The issue regarding the Grievant's qualifications is more complicated than the Association urges. Quirin issued his letter of recommendation for the Grievant within his first month as Sheriff. It was based on his working with the Grievant as a Jailer, preceded the May 3, 2006 incident, and preceded his awareness of the disorderly conduct violations. The promotion came up less than one year after the Grievant came off probation as a Jailer. That Quirin could have good faith doubt about the Grievant's readiness for the promotion is a more considerable point than the Association's arguments allow.
The MOU plays no role in the conclusions stated above. To the extent it is considered, it supports those conclusions by underscoring the contractual significance of the move from Jailer to Patrol. This supports some deference to Quirin's judgment.
The deference afforded Quirin strains the bounds of reasonableness. I am not convinced his decision could withstand a just cause analysis.
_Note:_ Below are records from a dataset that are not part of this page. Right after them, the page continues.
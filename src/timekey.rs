use std::fmt;
use std::str::FromStr;

use time::macros::{format_description, offset};
use time::{Date, Month, OffsetDateTime, Time, UtcOffset};

use crate::error::{ArchiveError, Result, TimestampPart};

const NANOS_DIGITS: usize = 9;

/// The fixed time zone every day and month bucket is cut in.
#[derive(Debug, Clone, Copy, PartialEq, Eq, Hash)]
pub struct ArchiveZone(UtcOffset);

impl ArchiveZone {
    pub const fn new(offset: UtcOffset) -> Self {
        Self(offset)
    }

    pub fn offset(&self) -> UtcOffset {
        self.0
    }
}

impl Default for ArchiveZone {
    /// Asia/Tokyo, which observes no daylight saving.
    fn default() -> Self {
        Self(offset!(+9))
    }
}

impl FromStr for ArchiveZone {
    type Err = time::error::Parse;

    fn from_str(s: &str) -> Result<Self, Self::Err> {
        let format = format_description!("[offset_hour sign:mandatory]:[offset_minute]");
        UtcOffset::parse(s.trim(), format).map(Self)
    }
}

impl fmt::Display for ArchiveZone {
    fn fmt(&self, f: &mut fmt::Formatter<'_>) -> fmt::Result {
        let (h, m, _) = self.0.as_hms();
        let sign = if self.0.is_negative() { '-' } else { '+' };
        write!(f, "{sign}{:02}:{:02}", h.unsigned_abs(), m.unsigned_abs())
    }
}

/// Splits `SECONDS.FRACTION` into whole seconds and nanoseconds. The fraction
/// is truncated or right-padded with zeros to nine digits; a missing fraction
/// counts as zero.
pub fn split_timestamp(raw: &str) -> Result<(i64, u32)> {
    let (sec_part, frac_part) = raw.split_once('.').unwrap_or((raw, ""));
    let seconds = sec_part
        .parse::<i64>()
        .map_err(|_| malformed(TimestampPart::Seconds, raw))?;

    let mut digits: String = frac_part.chars().take(NANOS_DIGITS).collect();
    if !digits.bytes().all(|b| b.is_ascii_digit()) {
        return Err(malformed(TimestampPart::Nanoseconds, raw));
    }
    while digits.len() < NANOS_DIGITS {
        digits.push('0');
    }
    let nanos = digits
        .parse::<u32>()
        .map_err(|_| malformed(TimestampPart::Nanoseconds, raw))?;
    Ok((seconds, nanos))
}

pub fn parse_timestamp(raw: &str, zone: ArchiveZone) -> Result<OffsetDateTime> {
    let (seconds, nanos) = split_timestamp(raw)?;
    // The local wall-clock time must be representable too, or `to_offset` panics.
    let local_seconds = seconds.checked_add(i64::from(zone.offset().whole_seconds()));
    if local_seconds.map_or(true, |s| OffsetDateTime::from_unix_timestamp(s).is_err()) {
        return Err(malformed(TimestampPart::Seconds, raw));
    }
    let total = i128::from(seconds) * 1_000_000_000 + i128::from(nanos);
    let instant = OffsetDateTime::from_unix_timestamp_nanos(total)
        .map_err(|_| malformed(TimestampPart::Seconds, raw))?;
    Ok(instant.to_offset(zone.offset()))
}

fn malformed(part: TimestampPart, raw: &str) -> ArchiveError {
    ArchiveError::MalformedTimestamp {
        part,
        raw: raw.to_string(),
    }
}

/// Half-open interval `[begin, end)`.
#[derive(Debug, Clone, Copy, PartialEq, Eq, Hash, PartialOrd, Ord)]
pub struct TimeKey {
    begin: OffsetDateTime,
    end: OffsetDateTime,
}

impl TimeKey {
    pub fn new(begin: OffsetDateTime, end: OffsetDateTime) -> Self {
        Self { begin, end }
    }

    /// The calendar day containing `instant`, as seen from `zone`.
    pub fn of_day(instant: OffsetDateTime, zone: ArchiveZone) -> Self {
        Self::of_date(instant.to_offset(zone.offset()).date(), zone)
    }

    pub fn of_date(date: Date, zone: ArchiveZone) -> Self {
        let begin = midnight(date, zone);
        let end = date
            .next_day()
            .map(|next| midnight(next, zone))
            .unwrap_or(begin);
        Self { begin, end }
    }

    pub fn of_month(year: i32, month: Month, zone: ArchiveZone) -> Option<Self> {
        let first = Date::from_calendar_date(year, month, 1).ok()?;
        let next = match month {
            Month::December => Date::from_calendar_date(year + 1, Month::January, 1).ok(),
            _ => Date::from_calendar_date(year, month.next(), 1).ok(),
        };
        let begin = midnight(first, zone);
        let end = next.map(|d| midnight(d, zone)).unwrap_or(begin);
        Some(Self { begin, end })
    }

    pub fn begin(&self) -> OffsetDateTime {
        self.begin
    }

    pub fn end(&self) -> OffsetDateTime {
        self.end
    }

    pub fn includes(&self, instant: OffsetDateTime) -> bool {
        self.begin <= instant && instant < self.end
    }

    /// `true` when `other` lies entirely inside this key.
    pub fn contains(&self, other: &TimeKey) -> bool {
        self.begin <= other.begin && other.end <= self.end
    }

    pub fn begin_date_string(&self) -> String {
        DateKey::from_date(self.begin.date()).to_string()
    }
}

fn midnight(date: Date, zone: ArchiveZone) -> OffsetDateTime {
    date.with_time(Time::MIDNIGHT).assume_offset(zone.offset())
}

#[derive(Debug, Clone, Copy, PartialEq, Eq, Hash, PartialOrd, Ord)]
pub struct DateKey {
    pub year: i32,
    pub month: u8,
    pub day: u8,
}

impl DateKey {
    pub fn of(instant: OffsetDateTime, zone: ArchiveZone) -> Self {
        Self::from_date(instant.to_offset(zone.offset()).date())
    }

    pub fn from_date(date: Date) -> Self {
        Self {
            year: date.year(),
            month: u8::from(date.month()),
            day: date.day(),
        }
    }

    pub fn includes(&self, instant: OffsetDateTime, zone: ArchiveZone) -> bool {
        Self::of(instant, zone) == *self
    }
}

impl fmt::Display for DateKey {
    fn fmt(&self, f: &mut fmt::Formatter<'_>) -> fmt::Result {
        write!(f, "{:04}-{:02}-{:02}", self.year, self.month, self.day)
    }
}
However, a single promotional opportunity, not discipline, is at issue here, and the assessment of minimum qualifications has a subjective element. Quirin's decision would violate the labor agreement if he had determined that he could secure a more qualified applicant than the Grievant. However, it is established that Quirin's concerns for the Grievant traced to his qualifications to assume the post January 1, 2006. The evaluation was the "final straw" in Quirin's concerns. Martin-McAllister's failure to recommend addresses not optimal qualifications, but minimal qualifications. As noted above, its "integrity" concerns have a basis in fact to the extent the concern is that the Grievant's aggressive marketing of his desire to work for the County overcame his candor in supplying fact. This is a fine point, but I do not feel I can overturn Quirin's decision without supplying my judgment for his. The contract does not grant that authority. This conclusion marks the difference between this grievance and that addressed in Monroe County, MA-13305 (McLaughlin, 2/7/07). That matter involved a disciplinary act against an employee with a longer record of competence in the duty at issue. This grievance would, however, come to resemble MA-13305 to the extent the County treats DiLorenzo's evaluation as a bar to a future patrol opening. This decision establishes only that Quirin could reasonably rely on Martin-McAllister's conclusion that the Grievant had a sufficiently poor interview to preclude a recommendation for hire to a vacancy to be filled as of January 1, 2006.
The County did not violate the collective bargaining agreement when Sheriff Quirin refused to place the Grievant in the position of Sheriff Patrol Officer effective January 1, 2006.
The grievance is, therefore, denied.
Dated at Madison, Wisconsin, this 9th day of October, 2007.